Not nearly as big as you'd like to imply. According to this concept,
headphones simply cannot produce any stereo sound right?


Headphones can produce binaural sound fairly realistically, Stereo? Not
so much. Headphones will give you two channels, sure, but they won't
produce a sound stage like speaker will, with the ensemble spread out
before you from wall-to-wall, floor-to-ceiling, or front-to-back. Center
placed sounds like vocals, then to end up inside the listener's head
instead of front-and-center, and that's not very stereo-like. So, I'd
say no. headphones don't produce anything that I would call stereo.
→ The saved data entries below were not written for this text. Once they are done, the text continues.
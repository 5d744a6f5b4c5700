use cooc_core::aggregate::{EdgeTable, aggregate, aggregate_par};
use cooc_core::edges::{Edge, MentionPolicy, build_edges};
use cooc_core::normalize::{AliasTable, normalize};
use proptest::prelude::*;

/// Documents drawn from a small name pool so that pairs repeat.
fn arb_corpus() -> impl Strategy<Value = Vec<Vec<String>>> {
    let name = prop::sample::select(vec!["Trump", "Obama", "Clinton", "Sanders", "Cruz", "Bush"])
        .prop_map(str::to_string);
    prop::collection::vec(prop::collection::vec(name, 0..8), 0..20)
}

fn arb_table() -> impl Strategy<Value = EdgeTable> {
    arb_corpus().prop_map(|docs| {
        aggregate(docs.iter().map(|d| build_edges(d, MentionPolicy::PerMention)))
    })
}

fn table_of(docs: &[Vec<String>], policy: MentionPolicy) -> EdgeTable {
    aggregate(docs.iter().map(|d| build_edges(d, policy)))
}

proptest! {
    #![proptest_config(proptest::test_runner::Config::with_cases(256))]

    #[test]
    fn aggregation_ignores_document_order(docs in arb_corpus(), seed in any::<u64>()) {
        let mut shuffled = docs.clone();
        // Deterministic rotation plus reversal stands in for a shuffle.
        if !shuffled.is_empty() {
            let k = usize::try_from(seed % shuffled.len() as u64).unwrap_or(0);
            shuffled.rotate_left(k);
            shuffled.reverse();
        }
        prop_assert_eq!(
            table_of(&docs, MentionPolicy::PerMention),
            table_of(&shuffled, MentionPolicy::PerMention)
        );
    }

    #[test]
    fn parallel_aggregation_matches_sequential(docs in arb_corpus()) {
        let parallel = aggregate_par(&docs, |d| build_edges(d, MentionPolicy::PerMention));
        prop_assert_eq!(parallel, table_of(&docs, MentionPolicy::PerMention));
    }

    #[test]
    fn merge_commutative(a in arb_table(), b in arb_table()) {
        prop_assert_eq!(a.clone().merge(b.clone()), b.merge(a));
    }

    #[test]
    fn merge_associative(a in arb_table(), b in arb_table(), c in arb_table()) {
        let left = a.clone().merge(b.clone()).merge(c.clone());
        let right = a.merge(b.merge(c));
        prop_assert_eq!(left, right);
    }

    #[test]
    fn every_edge_is_oriented_and_loop_free(docs in arb_corpus()) {
        let table = table_of(&docs, MentionPolicy::PerMention);
        for (edge, weight) in table.iter() {
            prop_assert!(edge.a() < edge.b());
            prop_assert!(weight > 0);
        }
    }

    #[test]
    fn distinct_names_give_all_pairs(docs in arb_corpus()) {
        for doc in &docs {
            let edges = build_edges(doc, MentionPolicy::PerDocument);
            let mut distinct = doc.clone();
            distinct.sort();
            distinct.dedup();
            let k = distinct.len();
            prop_assert_eq!(edges.len(), k * k.saturating_sub(1) / 2);
        }
    }

    #[test]
    fn document_weighting_never_exceeds_mention_weighting(docs in arb_corpus()) {
        let per_mention = table_of(&docs, MentionPolicy::PerMention);
        let per_document = table_of(&docs, MentionPolicy::PerDocument);
        prop_assert_eq!(per_mention.len(), per_document.len());
        for (edge, weight) in per_document.iter() {
            prop_assert!(per_mention.get(edge).unwrap_or(0) >= weight);
        }
    }

    #[test]
    fn edge_orientation_is_symmetric(x in "[A-Za-z]{1,6}", y in "[A-Za-z]{1,6}") {
        prop_assert_eq!(Edge::new(x.clone(), y.clone()), Edge::new(y, x));
    }

    #[test]
    fn normalization_is_idempotent_without_chained_aliases(raw in "[A-Za-z: ]{0,12}") {
        let aliases = AliasTable::from_pairs([("Trump", "Donald Trump"), ("Obama", "Barack Obama")])
            .expect("no conflicts");
        let once = normalize(&raw, &aliases);
        prop_assert_eq!(normalize(&once, &aliases), once.clone());
        prop_assert!(!once.contains(':'));
    }
}
//! Co-occurrence graph module.
//!
//! # Overview
//!
//! This module turns a weighted [`EdgeTable`](cooc_core::aggregate::EdgeTable)
//! into a petgraph-based undirected graph, filtered by a minimum edge weight.
//! The graph feeds every centrality metric in [`crate::metrics`].
//!
//! ## Pipeline
//!
//! ```text
//! EdgeTable (all co-occurrence counts)
//!        ↓  build::CooccurrenceGraph::from_table(table, min_weight)
//! CooccurrenceGraph (UnGraph, edges with weight > min_weight)
//!        ├─ stats::GraphStats::from_graph()
//!        └─ export::to_dot()
//! ```
//!
//! ## Typical Usage
//!
//! ```rust,ignore
//! use cooc_core::table::load_edge_table;
//! use cooc_graph::graph::{CooccurrenceGraph, GraphStats};
//!
//! let table = load_edge_table(path)?;
//! let graph = CooccurrenceGraph::from_table(&table, 500);
//! let stats = GraphStats::from_graph(&graph);
//!
//! println!("nodes={} edges={} density={:.3}",
//!     stats.node_count, stats.edge_count, stats.density);
//! ```

pub mod build;
pub mod export;
pub mod stats;

pub use build::{CooccurrenceGraph, Neighbor};
pub use export::{to_dot, write_dot};
pub use stats::GraphStats;
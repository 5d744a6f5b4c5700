//! Eigenvector centrality via power iteration.
//!
//! # Overview
//!
//! Eigenvector centrality scores an entity by the scores of the entities it
//! co-occurs with: the dominant eigenvector of the adjacency matrix `A`.
//!
//! # Algorithm
//!
//! Power iteration on `A + I`:
//!
//! 1. Initialize scores uniformly to `1/sqrt(n)`.
//! 2. For each node `v`: `next(v) = score(v) + sum of w(u, v) * score(u)`
//!    over its neighbors `u`, with `w = 1` unless weighted.
//! 3. Normalize the score vector to unit L2 norm.
//! 4. Stop once no node moved by `tolerance` or more.
//!
//! Plain iteration on `A` oscillates forever on bipartite graphs (stars,
//! paths, even cycles) because `-λ` is an eigenvalue there too. The identity
//! shift moves every eigenvalue up by one, which breaks the tie without
//! changing the eigenvectors.
//!
//! # Errors
//!
//! An empty graph has no eigenvector ([`EigenvectorError::EmptyGraph`]). A
//! vector that has not converged within the iteration budget is never
//! returned ([`EigenvectorError::NotConverged`]).

use std::collections::HashMap;

use cooc_core::error::{Coded, ErrorCode};
use petgraph::visit::EdgeRef;
use tracing::{debug, instrument, warn};

use crate::graph::CooccurrenceGraph;

/// Power-iteration options.
#[derive(Debug, Clone, Copy, PartialEq)]
pub struct EigenvectorConfig {
    pub max_iterations: usize,
    /// Convergence threshold on the largest per-node change.
    pub tolerance: f64,
    /// Use co-occurrence counts as adjacency entries instead of 1.
    pub weighted: bool,
}

impl Default for EigenvectorConfig {
    fn default() -> Self {
        Self {
            max_iterations: 100,
            tolerance: 1e-6,
            weighted: false,
        }
    }
}

/// Why no eigenvector was produced.
#[derive(Debug, Clone, PartialEq, thiserror::Error)]
pub enum EigenvectorError {
    #[error("eigenvector centrality is undefined on an empty graph")]
    EmptyGraph,

    #[error(
        "eigenvector centrality did not converge after {iterations} iterations \
         (last change {max_delta:.3e})"
    )]
    NotConverged { iterations: usize, max_delta: f64 },
}

impl Coded for EigenvectorError {
    fn error_code(&self) -> ErrorCode {
        match self {
            Self::EmptyGraph => ErrorCode::EmptyGraph,
            Self::NotConverged { .. } => ErrorCode::EigenvectorNotConverged,
        }
    }
}

/// Result of a converged eigenvector computation.
#[derive(Debug, Clone)]
pub struct EigenvectorResult {
    /// Entity name → score; the vector has unit L2 norm.
    pub scores: HashMap<String, f64>,
    /// Number of iterations performed.
    pub iterations: usize,
}

/// Compute eigenvector centrality for every node of `graph`.
///
/// # Errors
///
/// Returns [`EigenvectorError::EmptyGraph`] for a graph without nodes and
/// [`EigenvectorError::NotConverged`] if `max_iterations` is exhausted.
#[instrument(skip(graph), fields(nodes = graph.node_count()))]
#[allow(clippy::cast_precision_loss)]
pub fn eigenvector_centrality(
    graph: &CooccurrenceGraph,
    config: &EigenvectorConfig,
) -> Result<EigenvectorResult, EigenvectorError> {
    let g = graph.inner();
    let n = g.node_count();

    if n == 0 {
        return Err(EigenvectorError::EmptyGraph);
    }

    // Adjacency lists with the entry used for each neighbor.
    let adjacency: Vec<Vec<(usize, f64)>> = g
        .node_indices()
        .map(|v| {
            g.edges(v)
                .map(|edge| {
                    let other = if edge.source() == v {
                        edge.target()
                    } else {
                        edge.source()
                    };
                    let entry = if config.weighted {
                        *edge.weight() as f64
                    } else {
                        1.0
                    };
                    (other.index(), entry)
                })
                .collect()
        })
        .collect();

    let mut scores: Vec<f64> = vec![1.0 / (n as f64).sqrt(); n];
    let mut max_delta = f64::INFINITY;

    for iter in 0..config.max_iterations {
        let mut next = scores.clone();
        for (vi, neighbors) in adjacency.iter().enumerate() {
            for &(ui, entry) in neighbors {
                next[vi] += entry * scores[ui];
            }
        }

        let norm: f64 = next.iter().map(|x| x * x).sum::<f64>().sqrt();
        if norm > 0.0 {
            for x in &mut next {
                *x /= norm;
            }
        }

        max_delta = scores
            .iter()
            .zip(&next)
            .map(|(a, b)| (a - b).abs())
            .fold(0.0_f64, f64::max);

        scores = next;

        if max_delta < config.tolerance {
            let iterations = iter + 1;
            debug!(iterations, "eigenvector converged");
            let scores = g
                .node_indices()
                .filter_map(|idx| {
                    g.node_weight(idx)
                        .map(|name| (name.clone(), scores[idx.index()]))
                })
                .collect();
            return Ok(EigenvectorResult { scores, iterations });
        }
    }

    warn!(
        iterations = config.max_iterations,
        max_delta, "eigenvector did not converge"
    );
    Err(EigenvectorError::NotConverged {
        iterations: config.max_iterations,
        max_delta,
    })
}

// ---------------------------------------------------------------------------
// Tests
// ---------------------------------------------------------------------------

#[cfg(test)]
mod tests {
    use super::*;
    use cooc_core::aggregate::EdgeTable;
    use cooc_core::edges::Edge;

    fn graph(edges: &[(&str, &str, u64)]) -> CooccurrenceGraph {
        let table: EdgeTable = edges
            .iter()
            .map(|(a, b, w)| (Edge::new(*a, *b).expect("distinct"), *w))
            .collect();
        CooccurrenceGraph::from_table(&table, 0)
    }

    #[test]
    fn triangle_is_uniform_and_immediate() {
        let result = eigenvector_centrality(
            &graph(&[("A", "B", 1), ("B", "C", 1), ("A", "C", 1)]),
            &EigenvectorConfig::default(),
        )
        .expect("converges");
        let expected = 1.0 / 3.0_f64.sqrt();
        for score in result.scores.values() {
            assert!((score - expected).abs() < 1e-9);
        }
        assert_eq!(result.iterations, 1);
    }

    #[test]
    fn star_converges_with_hub_on_top() {
        let result = eigenvector_centrality(
            &graph(&[("H", "A", 1), ("H", "B", 1), ("H", "C", 1), ("H", "D", 1)]),
            &EigenvectorConfig::default(),
        )
        .expect("star converges");
        // Dominant eigenvector of a 4-leaf star: hub 1/sqrt(2), leaves 1/(2*sqrt(2)).
        assert!((result.scores["H"] - 0.5_f64.sqrt()).abs() < 1e-5);
        assert!((result.scores["A"] - 0.125_f64.sqrt()).abs() < 1e-5);
    }

    #[test]
    fn scores_have_unit_norm() {
        let result = eigenvector_centrality(
            &graph(&[("A", "B", 1), ("B", "C", 1), ("C", "D", 1), ("B", "D", 1)]),
            &EigenvectorConfig::default(),
        )
        .expect("converges");
        let norm: f64 = result.scores.values().map(|x| x * x).sum::<f64>().sqrt();
        assert!((norm - 1.0).abs() < 1e-9);
    }

    #[test]
    fn weights_change_scores_only_when_enabled() {
        let g = graph(&[("A", "B", 4), ("B", "C", 1)]);
        let unweighted =
            eigenvector_centrality(&g, &EigenvectorConfig::default()).expect("converges");
        assert!((unweighted.scores["A"] - unweighted.scores["C"]).abs() < 1e-5);

        let weighted = eigenvector_centrality(
            &g,
            &EigenvectorConfig {
                weighted: true,
                ..EigenvectorConfig::default()
            },
        )
        .expect("converges");
        assert!(weighted.scores["A"] > weighted.scores["C"]);
    }

    #[test]
    fn empty_graph_is_an_error() {
        let err = eigenvector_centrality(&graph(&[]), &EigenvectorConfig::default())
            .expect_err("empty");
        assert_eq!(err, EigenvectorError::EmptyGraph);
        assert_eq!(err.error_code(), ErrorCode::EmptyGraph);
    }

    #[test]
    fn tiny_budget_reports_not_converged() {
        let err = eigenvector_centrality(
            &graph(&[("A", "B", 1), ("B", "C", 1), ("C", "D", 1)]),
            &EigenvectorConfig {
                max_iterations: 1,
                tolerance: 1e-12,
                weighted: false,
            },
        )
        .expect_err("one step is not enough");
        match err {
            EigenvectorError::NotConverged {
                iterations,
                max_delta,
            } => {
                assert_eq!(iterations, 1);
                assert!(max_delta > 1e-12);
            }
            EigenvectorError::EmptyGraph => panic!("wrong error"),
        }
        assert_eq!(
            EigenvectorError::NotConverged {
                iterations: 1,
                max_delta: 0.1
            }
            .error_code(),
            ErrorCode::EigenvectorNotConverged
        );
    }
}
Really? Interesting. I wouldn't say they produce Mr. Eckmeiers
definition of stereo, which I don't believe is universally held, but
given your rather spirited defense of "stereo" as simply producing a
"solid image", I wouldn't have thought you'd disagree. I find they are
clearly capable of providing a solid image, just not a recreation of a
soundstage out in front of you.

Nope. So you can tell where it *is*, but not where it *was*. If it's
front left, that's where you hear it. Doesn't matter that it was far
right in the recording. This is synthesis, not reproduction. You need
to understand the difference.


I think Mr. Eickmeier understands that difference. He also understands
that "where it was" is simply not important to the illusion that stereo
seeks to produce. Do you understand that?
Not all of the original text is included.